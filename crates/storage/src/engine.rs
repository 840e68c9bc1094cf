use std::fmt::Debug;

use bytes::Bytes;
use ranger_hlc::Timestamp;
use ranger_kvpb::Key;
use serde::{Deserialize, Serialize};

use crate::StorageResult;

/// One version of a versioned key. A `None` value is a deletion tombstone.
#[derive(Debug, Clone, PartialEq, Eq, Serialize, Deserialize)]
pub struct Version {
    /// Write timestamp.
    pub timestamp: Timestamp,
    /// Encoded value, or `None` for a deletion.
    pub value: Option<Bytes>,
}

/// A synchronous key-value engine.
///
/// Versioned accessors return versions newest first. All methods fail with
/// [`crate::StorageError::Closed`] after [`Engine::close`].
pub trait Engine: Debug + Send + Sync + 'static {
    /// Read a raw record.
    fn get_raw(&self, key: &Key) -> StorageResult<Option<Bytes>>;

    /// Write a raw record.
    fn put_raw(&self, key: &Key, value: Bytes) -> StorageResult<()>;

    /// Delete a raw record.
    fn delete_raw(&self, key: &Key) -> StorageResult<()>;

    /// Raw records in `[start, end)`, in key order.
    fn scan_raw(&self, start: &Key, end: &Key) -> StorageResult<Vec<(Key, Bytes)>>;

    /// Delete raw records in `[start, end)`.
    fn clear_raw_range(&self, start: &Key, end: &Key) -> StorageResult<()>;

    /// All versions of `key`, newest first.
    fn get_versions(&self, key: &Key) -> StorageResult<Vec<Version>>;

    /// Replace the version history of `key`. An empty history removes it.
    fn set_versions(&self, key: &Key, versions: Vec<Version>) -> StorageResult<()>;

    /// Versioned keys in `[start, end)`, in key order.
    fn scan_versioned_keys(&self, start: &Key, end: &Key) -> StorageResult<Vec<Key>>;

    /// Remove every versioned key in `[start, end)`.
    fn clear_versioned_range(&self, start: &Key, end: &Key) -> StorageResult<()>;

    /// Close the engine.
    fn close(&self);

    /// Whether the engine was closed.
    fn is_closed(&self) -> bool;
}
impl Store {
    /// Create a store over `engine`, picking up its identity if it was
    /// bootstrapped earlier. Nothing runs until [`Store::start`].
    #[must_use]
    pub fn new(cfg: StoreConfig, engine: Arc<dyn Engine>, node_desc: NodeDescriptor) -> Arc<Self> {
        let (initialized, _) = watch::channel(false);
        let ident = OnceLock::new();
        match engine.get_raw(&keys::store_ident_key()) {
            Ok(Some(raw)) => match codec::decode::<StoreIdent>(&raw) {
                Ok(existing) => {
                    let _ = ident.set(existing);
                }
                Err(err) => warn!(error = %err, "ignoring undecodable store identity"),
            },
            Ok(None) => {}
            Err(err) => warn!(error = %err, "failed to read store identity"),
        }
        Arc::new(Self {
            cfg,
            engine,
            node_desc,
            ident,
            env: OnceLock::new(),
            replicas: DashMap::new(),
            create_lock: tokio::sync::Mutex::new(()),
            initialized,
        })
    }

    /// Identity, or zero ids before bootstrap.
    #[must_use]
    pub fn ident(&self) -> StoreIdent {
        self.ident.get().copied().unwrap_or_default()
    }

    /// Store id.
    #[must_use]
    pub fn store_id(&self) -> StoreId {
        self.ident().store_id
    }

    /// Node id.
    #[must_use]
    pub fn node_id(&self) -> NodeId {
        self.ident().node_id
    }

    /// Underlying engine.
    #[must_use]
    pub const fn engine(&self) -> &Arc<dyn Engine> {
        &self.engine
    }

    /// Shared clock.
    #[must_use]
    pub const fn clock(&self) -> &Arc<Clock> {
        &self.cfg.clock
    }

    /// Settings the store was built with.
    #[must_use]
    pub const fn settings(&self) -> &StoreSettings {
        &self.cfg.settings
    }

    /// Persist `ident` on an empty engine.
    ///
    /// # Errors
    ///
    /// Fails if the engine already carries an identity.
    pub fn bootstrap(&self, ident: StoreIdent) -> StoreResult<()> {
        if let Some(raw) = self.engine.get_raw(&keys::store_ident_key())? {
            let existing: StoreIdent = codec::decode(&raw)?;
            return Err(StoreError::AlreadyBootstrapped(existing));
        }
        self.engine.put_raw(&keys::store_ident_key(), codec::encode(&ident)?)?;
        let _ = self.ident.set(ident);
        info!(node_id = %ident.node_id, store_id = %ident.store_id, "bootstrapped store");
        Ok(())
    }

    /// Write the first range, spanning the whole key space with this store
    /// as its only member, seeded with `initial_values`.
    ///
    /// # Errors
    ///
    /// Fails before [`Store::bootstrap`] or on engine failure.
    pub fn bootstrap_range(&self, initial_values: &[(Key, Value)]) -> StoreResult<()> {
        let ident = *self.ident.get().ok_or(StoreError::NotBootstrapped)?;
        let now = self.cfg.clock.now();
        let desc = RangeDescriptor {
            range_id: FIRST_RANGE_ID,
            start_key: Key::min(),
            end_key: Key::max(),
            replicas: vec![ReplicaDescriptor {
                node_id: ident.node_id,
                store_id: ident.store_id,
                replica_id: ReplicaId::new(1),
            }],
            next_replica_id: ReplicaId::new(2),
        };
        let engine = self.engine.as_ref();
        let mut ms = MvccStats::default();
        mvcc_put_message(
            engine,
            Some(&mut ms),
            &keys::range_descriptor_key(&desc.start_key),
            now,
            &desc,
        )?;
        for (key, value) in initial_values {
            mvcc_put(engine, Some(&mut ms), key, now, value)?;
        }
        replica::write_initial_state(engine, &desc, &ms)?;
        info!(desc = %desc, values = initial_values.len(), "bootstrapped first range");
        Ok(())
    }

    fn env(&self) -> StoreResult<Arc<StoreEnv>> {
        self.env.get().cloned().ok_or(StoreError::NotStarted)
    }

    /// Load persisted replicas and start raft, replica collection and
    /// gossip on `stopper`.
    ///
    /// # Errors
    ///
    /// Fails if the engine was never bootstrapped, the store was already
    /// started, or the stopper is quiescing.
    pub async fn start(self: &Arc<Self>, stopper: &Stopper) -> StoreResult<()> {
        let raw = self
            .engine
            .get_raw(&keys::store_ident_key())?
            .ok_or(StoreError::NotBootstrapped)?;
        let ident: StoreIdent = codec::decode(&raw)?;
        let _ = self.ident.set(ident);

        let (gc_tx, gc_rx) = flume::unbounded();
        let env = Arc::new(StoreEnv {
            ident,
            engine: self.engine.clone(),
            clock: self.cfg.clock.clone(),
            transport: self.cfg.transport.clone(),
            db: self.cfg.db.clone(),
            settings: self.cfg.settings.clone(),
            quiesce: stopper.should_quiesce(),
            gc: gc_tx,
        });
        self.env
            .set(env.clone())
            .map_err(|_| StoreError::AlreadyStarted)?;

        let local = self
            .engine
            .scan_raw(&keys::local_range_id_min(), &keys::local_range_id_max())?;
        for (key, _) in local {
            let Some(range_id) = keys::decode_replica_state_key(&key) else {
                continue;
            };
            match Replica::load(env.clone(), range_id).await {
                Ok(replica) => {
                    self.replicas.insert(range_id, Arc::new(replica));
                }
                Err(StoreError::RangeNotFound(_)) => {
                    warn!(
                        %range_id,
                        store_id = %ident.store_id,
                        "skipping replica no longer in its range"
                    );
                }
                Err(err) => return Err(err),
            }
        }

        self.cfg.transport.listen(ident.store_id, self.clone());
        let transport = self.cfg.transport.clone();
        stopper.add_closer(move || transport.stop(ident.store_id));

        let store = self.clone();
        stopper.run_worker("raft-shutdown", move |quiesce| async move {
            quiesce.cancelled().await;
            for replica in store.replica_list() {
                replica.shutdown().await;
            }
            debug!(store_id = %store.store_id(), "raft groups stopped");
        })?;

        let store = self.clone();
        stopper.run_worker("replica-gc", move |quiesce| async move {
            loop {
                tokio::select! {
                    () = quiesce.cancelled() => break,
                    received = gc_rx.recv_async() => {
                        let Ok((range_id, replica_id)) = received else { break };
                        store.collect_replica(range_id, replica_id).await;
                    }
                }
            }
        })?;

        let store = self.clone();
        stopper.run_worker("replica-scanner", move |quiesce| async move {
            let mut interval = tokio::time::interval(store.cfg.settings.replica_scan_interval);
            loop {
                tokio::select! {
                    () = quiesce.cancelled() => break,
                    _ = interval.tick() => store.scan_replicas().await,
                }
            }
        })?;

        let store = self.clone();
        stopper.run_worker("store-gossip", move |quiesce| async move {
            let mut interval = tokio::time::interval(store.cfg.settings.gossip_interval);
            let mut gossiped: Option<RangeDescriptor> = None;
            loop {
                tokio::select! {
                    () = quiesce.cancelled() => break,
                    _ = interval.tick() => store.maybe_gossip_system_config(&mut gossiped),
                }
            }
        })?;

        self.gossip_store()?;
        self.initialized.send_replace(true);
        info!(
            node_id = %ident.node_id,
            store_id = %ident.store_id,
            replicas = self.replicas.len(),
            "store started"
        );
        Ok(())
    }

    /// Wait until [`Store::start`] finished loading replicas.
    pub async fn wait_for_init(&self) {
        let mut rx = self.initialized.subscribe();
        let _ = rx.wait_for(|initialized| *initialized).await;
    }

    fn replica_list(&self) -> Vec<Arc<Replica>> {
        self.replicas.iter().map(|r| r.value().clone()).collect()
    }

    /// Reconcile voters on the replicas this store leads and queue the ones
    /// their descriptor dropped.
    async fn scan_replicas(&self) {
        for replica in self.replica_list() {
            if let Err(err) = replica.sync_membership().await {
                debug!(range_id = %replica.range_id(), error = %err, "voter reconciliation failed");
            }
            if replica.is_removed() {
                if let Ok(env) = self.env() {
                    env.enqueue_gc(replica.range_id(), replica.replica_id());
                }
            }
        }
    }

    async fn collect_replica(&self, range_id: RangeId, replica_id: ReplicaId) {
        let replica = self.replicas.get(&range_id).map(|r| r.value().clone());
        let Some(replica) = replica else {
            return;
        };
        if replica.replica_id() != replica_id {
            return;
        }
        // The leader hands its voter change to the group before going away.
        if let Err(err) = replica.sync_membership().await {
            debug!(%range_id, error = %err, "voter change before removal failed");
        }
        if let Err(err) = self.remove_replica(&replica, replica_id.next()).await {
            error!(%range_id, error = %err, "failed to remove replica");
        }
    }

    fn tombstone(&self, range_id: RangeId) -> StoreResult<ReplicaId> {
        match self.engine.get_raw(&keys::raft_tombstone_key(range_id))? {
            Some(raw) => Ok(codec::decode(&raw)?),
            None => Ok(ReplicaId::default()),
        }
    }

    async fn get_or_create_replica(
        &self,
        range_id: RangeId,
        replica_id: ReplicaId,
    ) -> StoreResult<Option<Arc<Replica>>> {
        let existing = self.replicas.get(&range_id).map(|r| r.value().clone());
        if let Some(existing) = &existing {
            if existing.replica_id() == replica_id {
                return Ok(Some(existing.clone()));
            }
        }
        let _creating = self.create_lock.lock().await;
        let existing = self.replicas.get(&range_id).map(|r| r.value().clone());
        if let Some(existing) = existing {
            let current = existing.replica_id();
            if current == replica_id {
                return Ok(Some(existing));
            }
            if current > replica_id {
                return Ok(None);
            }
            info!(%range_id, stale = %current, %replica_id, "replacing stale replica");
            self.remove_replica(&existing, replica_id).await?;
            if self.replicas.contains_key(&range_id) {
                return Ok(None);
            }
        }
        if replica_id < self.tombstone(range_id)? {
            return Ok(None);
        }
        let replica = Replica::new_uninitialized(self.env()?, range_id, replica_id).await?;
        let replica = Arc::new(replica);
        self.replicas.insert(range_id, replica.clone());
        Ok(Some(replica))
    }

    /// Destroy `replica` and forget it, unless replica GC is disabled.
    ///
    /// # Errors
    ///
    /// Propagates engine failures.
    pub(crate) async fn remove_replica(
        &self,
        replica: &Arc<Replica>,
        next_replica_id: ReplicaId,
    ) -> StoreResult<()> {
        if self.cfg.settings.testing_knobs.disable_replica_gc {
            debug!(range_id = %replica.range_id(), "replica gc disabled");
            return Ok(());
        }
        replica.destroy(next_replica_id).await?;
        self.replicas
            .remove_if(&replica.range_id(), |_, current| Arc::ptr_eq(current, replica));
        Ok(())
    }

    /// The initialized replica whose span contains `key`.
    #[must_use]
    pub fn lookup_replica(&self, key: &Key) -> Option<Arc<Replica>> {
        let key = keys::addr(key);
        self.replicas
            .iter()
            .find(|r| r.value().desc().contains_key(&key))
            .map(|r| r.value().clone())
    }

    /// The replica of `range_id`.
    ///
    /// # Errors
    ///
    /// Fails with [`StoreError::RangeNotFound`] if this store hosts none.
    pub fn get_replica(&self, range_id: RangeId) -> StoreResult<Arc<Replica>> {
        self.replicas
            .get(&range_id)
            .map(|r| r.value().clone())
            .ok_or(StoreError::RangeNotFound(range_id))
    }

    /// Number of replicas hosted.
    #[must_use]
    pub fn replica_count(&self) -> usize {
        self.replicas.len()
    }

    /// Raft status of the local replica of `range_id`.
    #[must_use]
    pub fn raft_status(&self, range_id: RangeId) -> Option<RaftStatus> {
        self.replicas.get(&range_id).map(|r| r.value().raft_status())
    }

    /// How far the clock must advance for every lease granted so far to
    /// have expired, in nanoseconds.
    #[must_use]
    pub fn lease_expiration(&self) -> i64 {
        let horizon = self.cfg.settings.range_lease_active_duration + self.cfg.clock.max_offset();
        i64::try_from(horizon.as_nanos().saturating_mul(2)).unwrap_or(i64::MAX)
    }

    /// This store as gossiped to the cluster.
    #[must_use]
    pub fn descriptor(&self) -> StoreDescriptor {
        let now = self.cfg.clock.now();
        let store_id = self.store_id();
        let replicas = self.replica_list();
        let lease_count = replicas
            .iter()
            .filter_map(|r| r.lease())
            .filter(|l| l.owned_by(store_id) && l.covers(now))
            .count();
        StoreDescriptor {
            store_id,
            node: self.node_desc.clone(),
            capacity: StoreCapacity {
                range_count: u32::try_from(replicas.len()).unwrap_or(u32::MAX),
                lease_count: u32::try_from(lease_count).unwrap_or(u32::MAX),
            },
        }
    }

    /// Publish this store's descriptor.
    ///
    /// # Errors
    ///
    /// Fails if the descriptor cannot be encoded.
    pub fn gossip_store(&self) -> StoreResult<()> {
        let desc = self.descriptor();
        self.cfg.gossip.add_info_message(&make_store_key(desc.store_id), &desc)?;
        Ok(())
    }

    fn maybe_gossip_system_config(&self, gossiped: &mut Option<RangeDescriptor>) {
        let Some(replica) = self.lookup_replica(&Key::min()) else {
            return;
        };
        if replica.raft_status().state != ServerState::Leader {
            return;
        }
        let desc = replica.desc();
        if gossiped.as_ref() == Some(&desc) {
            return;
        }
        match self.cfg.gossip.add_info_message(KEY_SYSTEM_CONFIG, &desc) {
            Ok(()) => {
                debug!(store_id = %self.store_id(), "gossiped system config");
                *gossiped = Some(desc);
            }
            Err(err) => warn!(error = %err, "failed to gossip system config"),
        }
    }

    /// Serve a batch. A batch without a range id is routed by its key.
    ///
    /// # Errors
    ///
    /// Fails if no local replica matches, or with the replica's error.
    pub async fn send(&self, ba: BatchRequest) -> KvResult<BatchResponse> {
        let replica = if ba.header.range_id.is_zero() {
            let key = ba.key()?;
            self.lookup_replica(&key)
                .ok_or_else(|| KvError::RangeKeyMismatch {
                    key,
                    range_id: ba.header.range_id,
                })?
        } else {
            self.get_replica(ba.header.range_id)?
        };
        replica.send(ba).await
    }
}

□ □ □ □

Give only the lines from the one holding "pub const fn settings(&self)" through the one holding "let existing: StoreIdent", each restated exactly as it appears above.

### YOUR RESPONSE:
    pub const fn settings(&self) -> &StoreSettings {
        &self.cfg.settings
    }

    /// Persist `ident` on an empty engine.
    ///
    /// # Errors
    ///
    /// Fails if the engine already carries an identity.
    pub fn bootstrap(&self, ident: StoreIdent) -> StoreResult<()> {
        if let Some(raw) = self.engine.get_raw(&keys::store_ident_key())? {
            let existing: StoreIdent = codec::decode(&raw)?;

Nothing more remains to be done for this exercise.